What you will do ▸ Produce all the records again exactly as they stand.
Segment Start: Source material
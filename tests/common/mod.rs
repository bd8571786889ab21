//! Shared helpers for integration tests.
#![allow(dead_code)]

use quill::{Interpreter, InterpreterConfig};

/// Evaluates every form in `source` and returns the printed results.
pub fn eval_all(source: &str) -> Vec<String> {
    eval_all_in(&mut Interpreter::new(), source)
}

pub fn eval_all_in(interp: &mut Interpreter, source: &str) -> Vec<String> {
    let values = interp.eval_source(source).expect("source should parse");
    let global = interp.global();
    values.iter().map(|v| interp.print(v, &global)).collect()
}

/// Printed result of the last form in `source`.
pub fn eval_last(source: &str) -> String {
    eval_all(source).pop().expect("at least one form")
}

pub fn eval_last_with(config: InterpreterConfig, source: &str) -> String {
    let mut interp = Interpreter::with_config(config);
    eval_all_in(&mut interp, source).pop().expect("at least one form")
}
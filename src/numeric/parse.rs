//! Number literal recognition.
//!
//! Accepts optional `#x #o #b #d` radix and `#e #i` exactness prefixes
//! (in either order), then an integer, a rational `n/d`, a decimal float,
//! one of `+inf.0 -inf.0 +nan.0 -nan.0`, a rectangular complex `a+bi`, or a
//! pure imaginary `bi`.
//! Anything else is not a number and the reader treats it as a symbol.

use super::{NanInf, Number, Part, Radix};

#[derive(Clone, Copy, PartialEq, Eq)]
enum Exactness {
    Exact,
    Inexact,
}

/// Parses `text` as a number literal, returning `None` when it is not one.
pub fn parse_number(text: &str) -> Option<Number> {
    let mut radix = None;
    let mut exactness = None;
    let mut body = text;

    while let Some(rest) = body.strip_prefix('#') {
        let mut chars = rest.chars();
        let marker = chars.next()?.to_ascii_lowercase();
        match marker {
            'x' | 'o' | 'b' | 'd' if radix.is_none() => {
                radix = Some(match marker {
                    'x' => Radix::Hex,
                    'o' => Radix::Octal,
                    'b' => Radix::Binary,
                    _ => Radix::Decimal,
                });
            }
            'e' | 'i' if exactness.is_none() => {
                exactness = Some(if marker == 'e' {
                    Exactness::Exact
                } else {
                    Exactness::Inexact
                });
            }
            _ => return None,
        }
        body = chars.as_str();
    }

    let radix = radix.unwrap_or_default();
    let number = parse_complex(body, radix).or_else(|| {
        parse_real(body, radix).map(|real| Number::new(radix, real, None))
    })?;

    match exactness {
        Some(Exactness::Exact) => number.to_exact().ok(),
        Some(Exactness::Inexact) => Some(number.to_inexact()),
        None => Some(number),
    }
}

fn parse_complex(body: &str, radix: Radix) -> Option<Number> {
    let body = body.strip_suffix('i')?;
    let split = imaginary_start(body, radix);
    let (real_text, imag_text) = body.split_at(split);

    let imag = match imag_text {
        "+" => Part::ONE,
        "-" => Part::integer(-1),
        text if text.starts_with('+') || text.starts_with('-') => parse_real(text, radix)?,
        text if real_text.is_empty() => parse_real(text, radix)?,
        _ => return None,
    };
    let real = if real_text.is_empty() {
        Part::ZERO
    } else {
        parse_real(real_text, radix)?
    };
    Some(Number::new(radix, real, Some(imag)))
}

/// Byte offset of the sign that begins the imaginary part (0 if none).
fn imaginary_start(body: &str, radix: Radix) -> usize {
    let bytes = body.as_bytes();
    (1..bytes.len())
        .rev()
        .find(|&i| {
            let sign = bytes[i] == b'+' || bytes[i] == b'-';
            let exponent = radix == Radix::Decimal && matches!(bytes[i - 1], b'e' | b'E');
            sign && !exponent
        })
        .unwrap_or(0)
}

fn parse_real(text: &str, radix: Radix) -> Option<Part> {
    match text {
        "+inf.0" => return Some(Part::NanInf(NanInf::PositiveInf)),
        "-inf.0" => return Some(Part::NanInf(NanInf::NegativeInf)),
        "+nan.0" => return Some(Part::NanInf(NanInf::PositiveNan)),
        "-nan.0" => return Some(Part::NanInf(NanInf::NegativeNan)),
        _ => {}
    }

    if let Some((numerator, denominator)) = text.split_once('/') {
        let numerator = parse_integer(numerator, radix)?;
        let denominator = parse_unsigned(denominator, radix)?;
        return Part::rational(numerator, denominator);
    }

    if radix == Radix::Decimal && text.contains(['.', 'e', 'E']) {
        return parse_decimal(text);
    }

    match parse_integer(text, radix) {
        Some(value) => Some(Part::integer(value)),
        None if radix == Radix::Decimal && is_digits(unsigned(text), radix) => {
            text.parse::<f64>().ok().map(|value| Part::float(value, 0))
        }
        None => None,
    }
}

fn parse_decimal(text: &str) -> Option<Part> {
    let (mantissa, exponent) = match text.find(['e', 'E']) {
        Some(index) => (&text[..index], Some(&text[index + 1..])),
        None => (text, None),
    };
    let (whole, fraction) = unsigned(mantissa)
        .split_once('.')
        .unwrap_or((unsigned(mantissa), ""));
    let whole_ok = whole.is_empty() || is_digits(whole, Radix::Decimal);
    let fraction_ok = fraction.is_empty() || is_digits(fraction, Radix::Decimal);
    if !whole_ok || !fraction_ok || (whole.is_empty() && fraction.is_empty()) {
        return None;
    }
    if let Some(exponent) = exponent {
        if !is_digits(unsigned(exponent), Radix::Decimal) {
            return None;
        }
    }
    let value = text.parse::<f64>().ok()?;
    Some(Part::float(value, fraction.len() as u64))
}

fn parse_integer(text: &str, radix: Radix) -> Option<i64> {
    if !is_digits(unsigned(text), radix) {
        return None;
    }
    i64::from_str_radix(text, radix.base()).ok()
}

fn parse_unsigned(text: &str, radix: Radix) -> Option<i64> {
    if !is_digits(text, radix) {
        return None;
    }
    i64::from_str_radix(text, radix.base()).ok()
}

fn unsigned(text: &str) -> &str {
    text.strip_prefix(['+', '-']).unwrap_or(text)
}

fn is_digits(text: &str, radix: Radix) -> bool {
    !text.is_empty() && text.chars().all(|c| c.is_digit(radix.base()))
}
Segment End: Source material
Solution for this task ▸
filename tests/common/mod.rs
repository bd8571786889ab21
//! Shared helpers for integration tests.
#![allow(dead_code)]

use quill::{Interpreter, InterpreterConfig};

/// Evaluates every form in `source` and returns the printed results.
pub fn eval_all(source: &str) -> Vec<String> {
    eval_all_in(&mut Interpreter::new(), source)
}

pub fn eval_all_in(interp: &mut Interpreter, source: &str) -> Vec<String> {
    let values = interp.eval_source(source).expect("source should parse");
    let global = interp.global();
    values.iter().map(|v| interp.print(v, &global)).collect()
}

/// Printed result of the last form in `source`.
pub fn eval_last(source: &str) -> String {
    eval_all(source).pop().expect("at least one form")
}

pub fn eval_last_with(config: InterpreterConfig, source: &str) -> String {
    let mut interp = Interpreter::with_config(config);
    eval_all_in(&mut interp, source).pop().expect("at least one form")
}
filename src/numeric/parse.rs
//! Number literal recognition.
//!
//! Accepts optional `#x #o #b #d` radix and `#e #i` exactness prefixes
//! (in either order), then an integer, a rational `n/d`, a decimal float,
//! one of `+inf.0 -inf.0 +nan.0 -nan.0`, a rectangular complex `a+bi`, or a
//! pure imaginary `bi`.
//! Anything else is not a number and the reader treats it as a symbol.

use super::{NanInf, Number, Part, Radix};

#[derive(Clone, Copy, PartialEq, Eq)]
enum Exactness {
    Exact,
    Inexact,
}

/// Parses `text` as a number literal, returning `None` when it is not one.
pub fn parse_number(text: &str) -> Option<Number> {
    let mut radix = None;
    let mut exactness = None;
    let mut body = text;

    while let Some(rest) = body.strip_prefix('#') {
        let mut chars = rest.chars();
        let marker = chars.next()?.to_ascii_lowercase();
        match marker {
            'x' | 'o' | 'b' | 'd' if radix.is_none() => {
                radix = Some(match marker {
                    'x' => Radix::Hex,
                    'o' => Radix::Octal,
                    'b' => Radix::Binary,
                    _ => Radix::Decimal,
                });
            }
            'e' | 'i' if exactness.is_none() => {
                exactness = Some(if marker == 'e' {
                    Exactness::Exact
                } else {
                    Exactness::Inexact
                });
            }
            _ => return None,
        }
        body = chars.as_str();
    }

    let radix = radix.unwrap_or_default();
    let number = parse_complex(body, radix).or_else(|| {
        parse_real(body, radix).map(|real| Number::new(radix, real, None))
    })?;

    match exactness {
        Some(Exactness::Exact) => number.to_exact().ok(),
        Some(Exactness::Inexact) => Some(number.to_inexact()),
        None => Some(number),
    }
}

fn parse_complex(body: &str, radix: Radix) -> Option<Number> {
    let body = body.strip_suffix('i')?;
    let split = imaginary_start(body, radix);
    let (real_text, imag_text) = body.split_at(split);

    let imag = match imag_text {
        "+" => Part::ONE,
        "-" => Part::integer(-1),
        text if text.starts_with('+') || text.starts_with('-') => parse_real(text, radix)?,
        text if real_text.is_empty() => parse_real(text, radix)?,
        _ => return None,
    };
    let real = if real_text.is_empty() {
        Part::ZERO
    } else {
        parse_real(real_text, radix)?
    };
    Some(Number::new(radix, real, Some(imag)))
}

/// Byte offset of the sign that begins the imaginary part (0 if none).
fn imaginary_start(body: &str, radix: Radix) -> usize {
    let bytes = body.as_bytes();
    (1..bytes.len())
        .rev()
        .find(|&i| {
            let sign = bytes[i] == b'+' || bytes[i] == b'-';
            let exponent = radix == Radix::Decimal && matches!(bytes[i - 1], b'e' | b'E');
            sign && !exponent
        })
        .unwrap_or(0)
}

fn parse_real(text: &str, radix: Radix) -> Option<Part> {
    match text {
        "+inf.0" => return Some(Part::NanInf(NanInf::PositiveInf)),
        "-inf.0" => return Some(Part::NanInf(NanInf::NegativeInf)),
        "+nan.0" => return Some(Part::NanInf(NanInf::PositiveNan)),
        "-nan.0" => return Some(Part::NanInf(NanInf::NegativeNan)),
        _ => {}
    }

    if let Some((numerator, denominator)) = text.split_once('/') {
        let numerator = parse_integer(numerator, radix)?;
        let denominator = parse_unsigned(denominator, radix)?;
        return Part::rational(numerator, denominator);
    }

    if radix == Radix::Decimal && text.contains(['.', 'e', 'E']) {
        return parse_decimal(text);
    }

    match parse_integer(text, radix) {
        Some(value) => Some(Part::integer(value)),
        None if radix == Radix::Decimal && is_digits(unsigned(text), radix) => {
            text.parse::<f64>().ok().map(|value| Part::float(value, 0))
        }
        None => None,
    }
}

fn parse_decimal(text: &str) -> Option<Part> {
    let (mantissa, exponent) = match text.find(['e', 'E']) {
        Some(index) => (&text[..index], Some(&text[index + 1..])),
        None => (text, None),
    };
    let (whole, fraction) = unsigned(mantissa)
        .split_once('.')
        .unwrap_or((unsigned(mantissa), ""));
    let whole_ok = whole.is_empty() || is_digits(whole, Radix::Decimal);
    let fraction_ok = fraction.is_empty() || is_digits(fraction, Radix::Decimal);
    if !whole_ok || !fraction_ok || (whole.is_empty() && fraction.is_empty()) {
        return None;
    }
    if let Some(exponent) = exponent {
        if !is_digits(unsigned(exponent), Radix::Decimal) {
            return None;
        }
    }
    let value = text.parse::<f64>().ok()?;
    Some(Part::float(value, fraction.len() as u64))
}

fn parse_integer(text: &str, radix: Radix) -> Option<i64> {
    if !is_digits(unsigned(text), radix) {
        return None;
    }
    i64::from_str_radix(text, radix.base()).ok()
}

fn parse_unsigned(text: &str, radix: Radix) -> Option<i64> {
    if !is_digits(text, radix) {
        return None;
    }
    i64::from_str_radix(text, radix.base()).ok()
}

fn unsigned(text: &str) -> &str {
    text.strip_prefix(['+', '-']).unwrap_or(text)
}

fn is_digits(text: &str, radix: Radix) -> bool {
    !text.is_empty() && text.chars().all(|c| c.is_digit(radix.base()))
}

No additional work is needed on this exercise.